L'importanza di Hauspie risiede nel modo in cui la legittimità tecnica può essere convertita in fiducia finanziaria. Gli investitori e i banchieri spesso presumono che la persona più vicina all'invenzione sia anche la più vicina alla verità. Tale presunzione può essere errata. Un fondatore tecnico può diventare un abilitante di una narrazione più ampia, raccontando a se stesso che la promessa del prodotto giustifica scorciatoie altrove, o che giochi contabili temporanei sono secondari rispetto a una missione più grande.
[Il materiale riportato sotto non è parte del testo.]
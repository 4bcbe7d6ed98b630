use std::{
    fs::OpenOptions,
    net::SocketAddr,
    path::{Path, PathBuf},
    process::ExitCode,
    sync::Arc,
};

use axum::{
    Router,
    extract::{MatchedPath, Request},
    middleware,
};
use axum_server::Handle;
use clap::Parser;
use tower_http::trace::TraceLayer;

#[cfg(debug_assertions)]
use tower_livereload::LiveReloadLayer;

use tracing_subscriber::{Layer, filter, layer::SubscriberExt, util::SubscriberInitExt};

use momo_dashboard::{
    AppState, RecordSource, TableConfig, build_router, graceful_shutdown, logging_middleware,
};

/// The web server for the MTN MoMo transaction dashboard.
#[derive(Parser, Debug)]
#[command(version, about, long_about = None)]
struct Args {
    /// URL of the transactions service.
    #[arg(long, default_value = "http://127.0.0.1:5000/transactions")]
    records_url: String,

    /// Read transactions from a JSON file instead of the transactions service,
    /// e.g. the output of `import_sms`.
    #[arg(long, conflicts_with = "records_url")]
    records_file: Option<PathBuf>,

    /// The port to serve the dashboard from.
    #[arg(short, long, default_value_t = 3000)]
    port: u16,

    /// The local timezone as a canonical timezone name.
    #[arg(long, default_value = "Africa/Kigali")]
    timezone: String,

    /// The number of rows the transaction table shows at first and adds on
    /// each "Show More".
    #[arg(long, default_value_t = 5)]
    page_size: usize,

    /// File path of the debug log.
    #[arg(long, default_value = "debug.log")]
    log_path: PathBuf,

    /// Log the body of every request and response.
    #[arg(long)]
    log_bodies: bool,
}

#[tokio::main]
async fn main() -> ExitCode {
    let args = Args::parse();

    if let Err(error) = setup_logging(&args.log_path) {
        eprintln!(
            "Could not open log file {}: {error}",
            args.log_path.display()
        );
        return ExitCode::FAILURE;
    }

    let source = match args.records_file {
        Some(path) => {
            tracing::info!("Loading transactions from {}", path.display());
            RecordSource::file(path)
        }
        None => {
            tracing::info!("Loading transactions from {}", args.records_url);
            RecordSource::remote(args.records_url)
        }
    };
    let table_config = TableConfig {
        default_limit: args.page_size,
        step: args.page_size,
    };

    let state = match AppState::new(source, &args.timezone, table_config) {
        Ok(state) => state,
        Err(error) => {
            tracing::error!("Could not start the server: {error}");
            return ExitCode::FAILURE;
        }
    };

    let handle = Handle::new();
    tokio::spawn(graceful_shutdown(handle.clone()));

    let router = build_router(state);

    let router = if args.log_bodies {
        router.layer(middleware::from_fn(logging_middleware))
    } else {
        router
    };

    let router = add_tracing_layer(router);

    #[cfg(debug_assertions)]
    let router = router.layer(LiveReloadLayer::new());

    let addr = SocketAddr::from(([127, 0, 0, 1], args.port));
    tracing::info!("HTTP server listening on {}", addr);

    if let Err(error) = axum_server::bind(addr)
        .handle(handle)
        .serve(router.into_make_service())
        .await
    {
        tracing::error!("Server error: {error}");
        return ExitCode::FAILURE;
    }

    ExitCode::SUCCESS
}

fn setup_logging(log_path: &Path) -> std::io::Result<()> {
    let stdout_log = tracing_subscriber::fmt::layer().pretty();

    let log_file = OpenOptions::new()
        .create(true)
        .append(true)
        .open(log_path)?;

    let debug_log = tracing_subscriber::fmt::layer()
        .pretty()
        .with_writer(Arc::new(log_file));

    tracing_subscriber::registry()
        .with(
            stdout_log
                .with_filter(filter::LevelFilter::INFO)
                .and_then(debug_log)
                .with_filter(filter::LevelFilter::DEBUG),
        )
        .init();

    Ok(())
}

fn add_tracing_layer(router: Router) -> Router {
    let tracing_layer = TraceLayer::new_for_http()
        .make_span_with(|req: &Request| {
            let method = req.method();
            let uri = req.uri();

            let matched_path = req
                .extensions()
                .get::<MatchedPath>()
                .map(|matched_path| matched_path.as_str());

            tracing::debug_span!("request", %method, %uri, matched_path)
        })
        // By default, `TraceLayer` will log 5xx responses but the handlers
        // log their own errors.
        .on_failure(());

    router.layer(tracing_layer)
}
Tale auto-giustificazione è comune nei crimini aziendali: il comportamento illecito è trattato come un ponte verso un futuro che giustificherà il presente.
Il registro pubblico dopo il crollo collocava Hauspie all'interno della stessa storia criminale di Lernout. I procedimenti belgi si sono poi conclusi con condanne che dimostravano la visione dello stato secondo cui l'inganno non era accidentale. Ma psicologicamente, la probabile ferita di Hauspie è diversa da quella di un puro operatore. I fondatori tecnici spesso provano un orgoglio peculiare: vogliono che la loro creazione sopravviva a qualsiasi costo. Questo può renderli suscettibili alla razionalizzazione quando l'azienda richiede un ulteriore compromesso.
Ciò che il caso rivela su Hauspie non è semplicemente colpa, ma il crollo del privilegio dell'inventore. In molte aziende tecnologiche, si presume che gli ingegneri siano quelli onesti, le persone che noterebbero se i numeri fossero errati. Lernout & Hauspie ha mostrato come tale presunzione possa essere sfruttata. Un prodotto reale può nascondere ricavi falsi. Un vero inventore può conferire autenticità a un falso insieme di conti.
Il suo posto nella narrazione della frode è quindi centrale e inquietante: rappresenta il modo in cui la competenza tecnica può essere intrecciata nell'inganno quando un'azienda inizia a confondere invenzione con diritto.